Our 2018 listings evince a continuing creative and critical engagement with genre and genre fiction, specifically settler realism (Dalley, 2018); utopia (Mills, 2018); pulp fiction and spy fiction (Rahman, 2018); noir (Augart, 2018; Abani, 2018); fantasy (Yu, 2018); speculative fiction (Tidhar, 2018); the Gothic (Duncan, 2018); the medical thriller (Chellam, 2018) and detective fiction (Massey, 2018). The environment and animals also figure prominently, with explorations of the nuclear uncanny (Hurley, 2018); the Anthropocene (Major, 2018) or ecocritical time (Huebener, 2018) and of the Sri Lankan crow (Jayawardena, 2018) and elephants, dogs and crocodiles in South African literature (Wylie, 2018; Woodward, 2018; Ericson, 2018).
This year, rewritings and re-fictionalisations of canonical English authors and works are the focus of Gordon McMullan and Philip Mead’s edited volume Antipodal Shakespeare: Remembering and Forgetting in Britain, Australia and New Zealand, 1916–2016 and Louise Wolff’s Postcolonial Responses to Charles Dickens: Appropriating Dickens in Contemporary Australian and New Zealand Novels. Stan Rogal’s A Rogue’s Decameron offers ten stories modelled on Chaucer’s The Canterbury Tales and Boccaccio’s Decameron, all set in Toronto; Mahesh Rao’s novel Polite Society reimagines Jane Austen’s Emma in contemporary Delhi and Caryl Phillips’ new novel, A View of the Empire at Sunset, offers a fictional account of Jean Rhys’s life in England and the Caribbean.
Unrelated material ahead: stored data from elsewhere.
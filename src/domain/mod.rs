//! Domain layer containing business logic and domain types.
//!
//! # Module Organization
//!
//! - `foundation` - Shared domain primitives (value objects, IDs, errors, events)
//! - `enrollment` - Enrollable items, payment intents, enrollments and the ledger

pub mod enrollment;
pub mod foundation;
Further noteworthy 2018 critical works of extensive scope include Russell West-Pavlov’s Eastern African Literatures: Towards an Aesthetics of Proximity; Helga Ramsey-Kurz and Melissa Kennedy’s edited Uncommon Wealths in Postcolonial Fiction; Ana Rodríguez Navas’ Idle Talk, Deadly Talk: The Uses of Gossip in Caribbean Literature; Siobhan Lambert-Hurley’s Elusive Lives: Gender, Autobiography and the Self in Muslim South Asia; Peter Morey’s Islamophobia and the Novel and Olabode Ibironke’s Remapping African Literature.